他即使败走,也不忘记面向敌人的古训,倒退着掠到墙角,眼中所看,左冷禅拨开守卫,右手捏指弹来。

彼时双方距离拉开有三四丈远,纵然他的指力能及,至多可以弹穿木头,射破被褥,朱万户这般想着,也不好怠慢,起身一跃,便要翻上墙头,躲过弹指。

岂知他将跳起,头顶宥然被人挥锤砸下,阻住去路一天金星缭乱,降下身来,堪堪被指力射中额头。

只听一道脆响,朱万户额眼开裂,徒然倒地,霎时间没了声息,白浆红流洇透了草地。

朱府四面墙头上,一道接一道出现人影,一把连一把亮出松火,照亮亭楼,光透庭院。

只听吆呼声连绵,喊嚷声络绎,火光之下,映出一条条精壮汉子,呼喊声里,夹带着刀剑划空音波。

这一夜,太湖城朱逢春指挥佥事府上哀嚎阵阵,惨痛不绝,不论是举手投降的、持刀抵抗的、老迈的、年幼的、年青的,统统一视同仁,魂归地府,命落九泉。

左冷禅诛杀朱逢春后,这一战结果已成定局,他回到落脚处,直至下半夜,孤云带着满身血沫回来,有他的,有别人的。

他手上提着一个紫金色绸缎扎缚,打了个正十字交叉绑口,朝上口子露出几根发丝,朝下包裹兀自滴血。

到了厅下,他顿首拜道:“诚感前辈援手,得报大仇,待以人头祭奠亡父在天之灵,孤云残命,就交给前辈使用。

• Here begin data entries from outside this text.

//! User repository.
//!
//! Profiles are cached in the `"profiles"` cache. Daily counters always go
//! to MongoDB: both reads and increments run as a single
//! `findOneAndUpdate` whose pipeline first resets stale counters, so a day
//! rollover and the first action of the new day cannot race.

use async_trait::async_trait;
use chrono::{DateTime, NaiveDate, Utc};
use futures::TryStreamExt;
use mongodb::bson::{doc, Bson, Document};
use mongodb::options::{FindOneAndUpdateOptions, ReturnDocument, UpdateOptions};
use mongodb::Collection;
use tracing::debug;

use crate::cache::{CacheConfig, CacheRegistry, TypedCache};
use crate::database::models::{PlatformStats, UsageCounters, UserProfile};
use crate::database::store::{StoreError, StoreResult, UserIdentity, UserStore};
use crate::database::Database;
use crate::limits::{Tier, UsageKind};

/// Repository for user profiles and their daily counters.
#[derive(Clone)]
pub struct UserRepository {
    db: Database,
    collection: Collection<UserProfile>,
    cache: TypedCache<u64, UserProfile>,
}

impl UserRepository {
    pub fn new(db: &Database, cache: &CacheRegistry) -> Self {
        Self {
            db: db.clone(),
            collection: db.collection("users"),
            cache: cache.get_or_create("profiles", CacheConfig::profiles()),
        }
    }

    async fn set_fields(&self, user_id: u64, fields: Document) -> StoreResult<()> {
        let options = UpdateOptions::builder().upsert(true).build();
        self.collection
            .update_one(doc! { "user_id": user_id as i64 }, doc! { "$set": fields })
            .with_options(options)
            .await?;
        self.cache.invalidate(&user_id);
        Ok(())
    }

    /// Run the counter pipeline and return the resulting counters.
    async fn apply_usage(&self, user_id: u64, pipeline: Vec<Document>) -> StoreResult<UsageCounters> {
        let options = FindOneAndUpdateOptions::builder()
            .upsert(true)
            .return_document(ReturnDocument::After)
            .build();

        let profile = self
            .collection
            .find_one_and_update(doc! { "user_id": user_id as i64 }, pipeline)
            .with_options(options)
            .await?
            .ok_or(StoreError::Missing("usage counters"))?;

        if self.cache.get(&user_id).is_some() {
            self.cache.insert(user_id, profile.clone());
        }
        Ok(profile.usage)
    }
}

/// Pipeline stage replacing `usage` with zeroed counters unless it is dated `today`.
fn rollover_stage(today: NaiveDate, now: i64) -> Document {
    let today = today.format("%Y-%m-%d").to_string();
    doc! {
        "$set": {
            "usage": {
                "$cond": {
                    "if": { "$eq": ["$usage.date", today.as_str()] },
                    "then": "$usage",
                    "else": {
                        "date": today.as_str(),
                        "messages": 0_i64,
                        "images": 0_i64,
                        "voice_minutes": 0_i64,
                    },
                }
            },
            "created_at": { "$ifNull": ["$created_at", now] },
        }
    }
}

/// Pipeline stage adding `amount` to one counter.
fn increment_stage(kind: UsageKind, amount: u32, now: i64) -> Document {
    let field = kind.field();
    let mut set = Document::new();
    set.insert(
        format!("usage.{field}"),
        doc! { "$add": [format!("$usage.{field}"), amount as i64] },
    );
    set.insert("updated_at", now);
    doc! { "$set": set }
}

#[async_trait]
impl UserStore for UserRepository {
    async fn upsert_identity(&self, identity: &UserIdentity) -> StoreResult<()> {
        let user_id = identity.user_id;

        if let Some(cached) = self.cache.get(&user_id)
            && cached.username == identity.username
            && cached.first_name == identity.first_name
        {
            return Ok(());
        }

        let now = Utc::now().timestamp();
        let language = identity.language_code.clone().map(Bson::String).unwrap_or(Bson::Null);
        let update = doc! {
            "$set": {
                "username": identity.username.clone(),
                "first_name": identity.first_name.as_str(),
                "updated_at": now,
            },
            "$setOnInsert": {
                "language": language,
                "persona": "default",
                "plan": Tier::Free.as_str(),
                "created_at": now,
            },
        };
        let options = UpdateOptions::builder().upsert(true).build();
        self.collection
            .update_one(doc! { "user_id": user_id as i64 }, update)
            .with_options(options)
            .await?;

        self.cache.invalidate(&user_id);
        debug!("Upserted user {} (@{:?})", user_id, identity.username);
        Ok(())
    }

    async fn get(&self, user_id: u64) -> StoreResult<Option<UserProfile>> {
        if let Some(user) = self.cache.get(&user_id) {
            return Ok(Some(user));
        }

        let result = self.collection.find_one(doc! { "user_id": user_id as i64 }).await?;
        if let Some(user) = &result {
            self.cache.insert(user_id, user.clone());
        }
        Ok(result)
    }

    async fn set_plan(&self, user_id: u64, tier: Tier, expires_at: Option<DateTime<Utc>>) -> StoreResult<()> {
        self.set_fields(
            user_id,
            doc! {
                "plan": tier.as_str(),
                "plan_expires_at": expires_at.map(|t| t.timestamp()),
                "updated_at": Utc::now().timestamp(),
            },
        )
        .await?;
        debug!("Set plan {} for user {} until {:?}", tier, user_id, expires_at);
        Ok(())
    }

    async fn set_persona(&self, user_id: u64, persona: &str) -> StoreResult<()> {
        self.set_fields(user_id, doc! { "persona": persona }).await
    }

    async fn set_language(&self, user_id: u64, language: &str) -> StoreResult<()> {
        self.set_fields(user_id, doc! { "language": language }).await
    }

    async fn usage_on(&self, user_id: u64, today: NaiveDate) -> StoreResult<UsageCounters> {
        let now = Utc::now().timestamp();
        self.apply_usage(user_id, vec![rollover_stage(today, now)]).await
    }

    async fn add_usage(
        &self,
        user_id: u64,
        kind: UsageKind,
        amount: u32,
        today: NaiveDate,
    ) -> StoreResult<UsageCounters> {
        let now = Utc::now().timestamp();
        let pipeline = vec![rollover_stage(today, now), increment_stage(kind, amount, now)];
        let usage = self.apply_usage(user_id, pipeline).await?;
        debug!("User {} {} usage now {}", user_id, kind, usage.get(kind));
        Ok(usage)
    }

    async fn stats(&self, now: DateTime<Utc>) -> StoreResult<PlatformStats> {
        let mut cursor = self
            .collection
            .find(doc! {})
            .projection(doc! { "user_id": 1, "plan": 1, "plan_expires_at": 1, "usage": 1 })
            .await?;

        let mut stats = PlatformStats::default();
        while let Some(profile) = cursor.try_next().await? {
            stats.count(&profile, now);
        }
        Ok(stats)
    }

    async fn user_ids(&self) -> StoreResult<Vec<u64>> {
        let ids = self.collection.distinct("user_id", doc! {}).await?;
        Ok(ids
            .iter()
            .filter_map(|id| id.as_i64().or_else(|| id.as_i32().map(i64::from)))
            .filter_map(|id| u64::try_from(id).ok())
            .collect())
    }

    async fn ping(&self) -> StoreResult<()> {
        Ok(self.db.ping().await?)
    }
}

#[cfg(test)]
mod tests {
    use super::*;

    #[test]
    fn test_increment_stage_targets_counter() {
        let stage = increment_stage(UsageKind::VoiceMinute, 3, 100);
        let set = stage.get_document("$set").unwrap();
        let add = set.get_document("usage.voice_minutes").unwrap();
        let args = add.get_array("$add").unwrap();
        assert_eq!(args[0], Bson::String("$usage.voice_minutes".into()));
        assert_eq!(args[1], Bson::Int64(3));
        assert_eq!(set.get_i64("updated_at").unwrap(), 100);
    }

    #[test]
    fn test_rollover_stage_compares_iso_date() {
        let today = NaiveDate::from_ymd_opt(2025, 6, 1).unwrap();
        let stage = rollover_stage(today, 0);
        let cond = stage
            .get_document("$set")
            .and_then(|s| s.get_document("usage"))
            .and_then(|u| u.get_document("$cond"))
            .unwrap();
        let eq = cond.get_document("if").unwrap().get_array("$eq").unwrap();
        assert_eq!(eq[1], Bson::String("2025-06-01".into()));
        let reset = cond.get_document("else").unwrap();
        assert_eq!(reset.get_i64("messages").unwrap(), 0);
    }
}
//! Platform-wide totals shown to owners.

use chrono::{DateTime, Utc};

use super::usage::UsageCounters;
use super::user::UserProfile;
use crate::limits::{Tier, UsageKind};

#[derive(Clone, Debug, Default, PartialEq, Eq)]
pub struct PlatformStats {
    pub users: u64,
    /// Users with any usage on the current UTC day.
    pub active_today: u64,
    pub free: u64,
    pub pro: u64,
    pub team: u64,
    /// Today's counters summed over all users.
    pub usage: UsageCounters,
}

impl PlatformStats {
    /// Fold one profile in. Tiers are counted as in force at `now`, and
    /// counters dated another day are ignored.
    pub fn count(&mut self, profile: &UserProfile, now: DateTime<Utc>) {
        self.users += 1;
        match profile.effective_tier(now) {
            Tier::Free => self.free += 1,
            Tier::Pro => self.pro += 1,
            Tier::Team => self.team += 1,
        }

        let today = now.date_naive();
        self.usage.date = Some(today);
        if profile.usage.date != Some(today) {
            return;
        }
        if UsageKind::ALL.iter().any(|kind| profile.usage.get(*kind) > 0) {
            self.active_today += 1;
        }
        for kind in UsageKind::ALL {
            self.usage.add(kind, profile.usage.get(kind));
        }
    }
}

#[cfg(test)]
mod tests {
    use chrono::Duration;

    use super::*;

    #[test]
    fn test_count_folds_today_only() {
        let now = Utc::now();
        let mut stats = PlatformStats::default();

        let mut active = UserProfile::new(1);
        active.usage.roll_over(now.date_naive());
        active.usage.add(UsageKind::Message, 3);
        active.usage.add(UsageKind::VoiceMinute, 2);
        stats.count(&active, now);

        let mut stale = UserProfile::new(2);
        stale.plan = Tier::Pro;
        stale.usage.roll_over((now - Duration::days(1)).date_naive());
        stale.usage.add(UsageKind::Message, 50);
        stats.count(&stale, now);

        let mut lapsed = UserProfile::new(3);
        lapsed.plan = Tier::Team;
        lapsed.plan_expires_at = Some((now - Duration::hours(1)).timestamp());
        stats.count(&lapsed, now);

        assert_eq!(stats.users, 3);
        assert_eq!(stats.active_today, 1);
        assert_eq!((stats.free, stats.pro, stats.team), (2, 1, 0));
        assert_eq!(stats.usage.messages, 3);
        assert_eq!(stats.usage.voice_minutes, 2);
        assert_eq!(stats.usage.images, 0);
    }
}
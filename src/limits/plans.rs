//! Subscription tiers and their daily ceilings.

use std::fmt;

use chrono::{DateTime, Utc};
use serde::{Deserialize, Serialize};

/// Subscription level.
///
/// Stored as a plain string. Anything unrecognized reads back as `Free`,
/// so a typo in the database never blocks a user entirely.
#[derive(Debug, Clone, Copy, Default, PartialEq, Eq, Hash, Serialize, Deserialize)]
#[serde(from = "String", into = "String")]
pub enum Tier {
    #[default]
    Free,
    Pro,
    Team,
}

impl Tier {
    pub const ALL: [Tier; 3] = [Tier::Free, Tier::Pro, Tier::Team];

    /// Lenient parse: unknown values become `Free`.
    pub fn from_str_lossy(raw: &str) -> Self {
        match raw.trim().to_uppercase().as_str() {
            "PRO" => Tier::Pro,
            "TEAM" => Tier::Team,
            _ => Tier::Free,
        }
    }

    /// Strict parse for admin input.
    pub fn parse(raw: &str) -> Option<Self> {
        match raw.trim().to_uppercase().as_str() {
            "FREE" => Some(Tier::Free),
            "PRO" => Some(Tier::Pro),
            "TEAM" => Some(Tier::Team),
            _ => None,
        }
    }

    pub fn as_str(&self) -> &'static str {
        match self {
            Tier::Free => "FREE",
            Tier::Pro => "PRO",
            Tier::Team => "TEAM",
        }
    }

    /// Resolve the tier actually in force at `now`.
    ///
    /// A paid tier whose expiry has passed counts as `Free`.
    pub fn effective(self, expires_at: Option<DateTime<Utc>>, now: DateTime<Utc>) -> Self {
        match expires_at {
            Some(expiry) if expiry <= now => Tier::Free,
            _ => self,
        }
    }
}

impl From<String> for Tier {
    fn from(raw: String) -> Self {
        Tier::from_str_lossy(&raw)
    }
}

impl From<Tier> for String {
    fn from(tier: Tier) -> Self {
        tier.as_str().to_string()
    }
}

impl fmt::Display for Tier {
    fn fmt(&self, f: &mut fmt::Formatter<'_>) -> fmt::Result {
        f.write_str(self.as_str())
    }
}

/// Category of quota-consuming action.
#[derive(Debug, Clone, Copy, PartialEq, Eq, Hash, Serialize, Deserialize)]
#[serde(rename_all = "snake_case")]
pub enum UsageKind {
    Message,
    Image,
    VoiceMinute,
}

impl UsageKind {
    pub const ALL: [UsageKind; 3] = [UsageKind::Message, UsageKind::Image, UsageKind::VoiceMinute];

    /// Field name of this counter in the stored user document.
    pub fn field(&self) -> &'static str {
        match self {
            UsageKind::Message => "messages",
            UsageKind::Image => "images",
            UsageKind::VoiceMinute => "voice_minutes",
        }
    }

    /// Translation key suffix under `kinds.`.
    pub fn key(&self) -> &'static str {
        match self {
            UsageKind::Message => "message",
            UsageKind::Image => "image",
            UsageKind::VoiceMinute => "voice_minute",
        }
    }
}

impl fmt::Display for UsageKind {
    fn fmt(&self, f: &mut fmt::Formatter<'_>) -> fmt::Result {
        f.write_str(match self {
            UsageKind::Message => "message",
            UsageKind::Image => "image",
            UsageKind::VoiceMinute => "voice-minute",
        })
    }
}

/// Daily ceilings of one tier.
#[derive(Debug, Clone, Copy, PartialEq, Eq)]
pub struct PlanLimits {
    pub messages: u32,
    pub images: u32,
    pub voice_minutes: u32,
}

impl PlanLimits {
    pub fn get(&self, kind: UsageKind) -> u32 {
        match kind {
            UsageKind::Message => self.messages,
            UsageKind::Image => self.images,
            UsageKind::VoiceMinute => self.voice_minutes,
        }
    }
}

/// Three tiers by three kinds.
#[derive(Debug, Clone, Copy, PartialEq, Eq)]
pub struct PlanTable {
    pub free: PlanLimits,
    pub pro: PlanLimits,
    pub team: PlanLimits,
}

impl Default for PlanTable {
    fn default() -> Self {
        Self {
            free: PlanLimits {
                messages: 20,
                images: 5,
                voice_minutes: 10,
            },
            pro: PlanLimits {
                messages: 200,
                images: 50,
                voice_minutes: 100,
            },
            team: PlanLimits {
                messages: 1000,
                images: 200,
                voice_minutes: 500,
            },
        }
    }
}

impl PlanTable {
    pub fn limits(&self, tier: Tier) -> &PlanLimits {
        match tier {
            Tier::Free => &self.free,
            Tier::Pro => &self.pro,
            Tier::Team => &self.team,
        }
    }

    /// Ceiling for `kind` on `tier`.
    pub fn limit_for(&self, tier: Tier, kind: UsageKind) -> u32 {
        self.limits(tier).get(kind)
    }

    /// Ceiling for a raw stored plan name. Never fails.
    pub fn limit_for_plan(&self, plan: &str, kind: UsageKind) -> u32 {
        self.limit_for(Tier::from_str_lossy(plan), kind)
    }
}

#[cfg(test)]
mod tests {
    use chrono::Duration;

    use super::*;

    #[test]
    fn test_limit_lookup() {
        let table = PlanTable::default();
        assert_eq!(table.limit_for(Tier::Free, UsageKind::Message), 20);
        assert_eq!(table.limit_for(Tier::Pro, UsageKind::Image), 50);
        assert_eq!(table.limit_for(Tier::Team, UsageKind::VoiceMinute), 500);
    }

    #[test]
    fn test_unknown_plan_falls_back_to_free() {
        let table = PlanTable::default();
        for plan in ["", "premium", "gold", "ПРО", "🚀"] {
            for kind in UsageKind::ALL {
                assert_eq!(
                    table.limit_for_plan(plan, kind),
                    table.limit_for(Tier::Free, kind)
                );
            }
        }
        assert_eq!(table.limit_for_plan(" pro ", UsageKind::Message), 200);
    }

    #[test]
    fn test_tier_serde_is_lenient() {
        let tier: Tier = serde_json::from_str("\"TEAM\"").unwrap();
        assert_eq!(tier, Tier::Team);
        let tier: Tier = serde_json::from_str("\"platinum\"").unwrap();
        assert_eq!(tier, Tier::Free);
        assert_eq!(serde_json::to_string(&Tier::Pro).unwrap(), "\"PRO\"");
    }

    #[test]
    fn test_expired_tier_is_free() {
        let now = Utc::now();
        assert_eq!(Tier::Pro.effective(None, now), Tier::Pro);
        assert_eq!(Tier::Pro.effective(Some(now + Duration::days(3)), now), Tier::Pro);
        assert_eq!(Tier::Team.effective(Some(now - Duration::seconds(1)), now), Tier::Free);
    }

    #[test]
    fn test_strict_parse() {
        assert_eq!(Tier::parse("team"), Some(Tier::Team));
        assert_eq!(Tier::parse("vip"), None);
    }
}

”

当下他取了三根线香,撮土为媒,对月为证,以酒通灵,解开包袱,敞出人头,向天起誓道:“告父泉下有知,今已取来陈川项上人头,以命抵命,以血偿血,两消清理,还了恩怨。孩儿留得残躯,不能事亲,万望恕罪。”

一通祷告毕,他抹干泪,及至堂前,左冷禅道:“你是少林出家的弟子,应当知道镇寺宝典易筋经,我欲借你身份,取出此经,可有办法?”

孤云道:“少林寺虽比不得大内皇宫,但也是高手如云,难进难出。如果是别的经书还有三成把握,易筋经深藏书架之间,不易寻找,一成机会也没有。”

左冷禅道:“如果把寺中僧人调出一半,人手宽松,时间多了,你有几分把握找到经书?”

孤云沉吟道:“勉强有两成,前辈打算怎么调动寺内僧人?”

“两成就够了。”左冷禅道:“明天回到少林,只说贼人凶猛,你拼了性命才能逃出来,其余人已葬身朱府,来个死无对证,方正无法不信你。”

他接着道:“而后你从旁提议,太湖城内死者甚众,怕有怨鬼戾鬼横行,最好作一场法会,消灾解厄,度化亡魂,以静人心。”

孤云道:“纵然方正住持信我的话,怕也未必会作法会。”

左冷禅道:“两百多人不是小数目,如若死者籍籍无名,他或许还无动于衷,但被灭门的是当朝命官,由不得他说个不字。”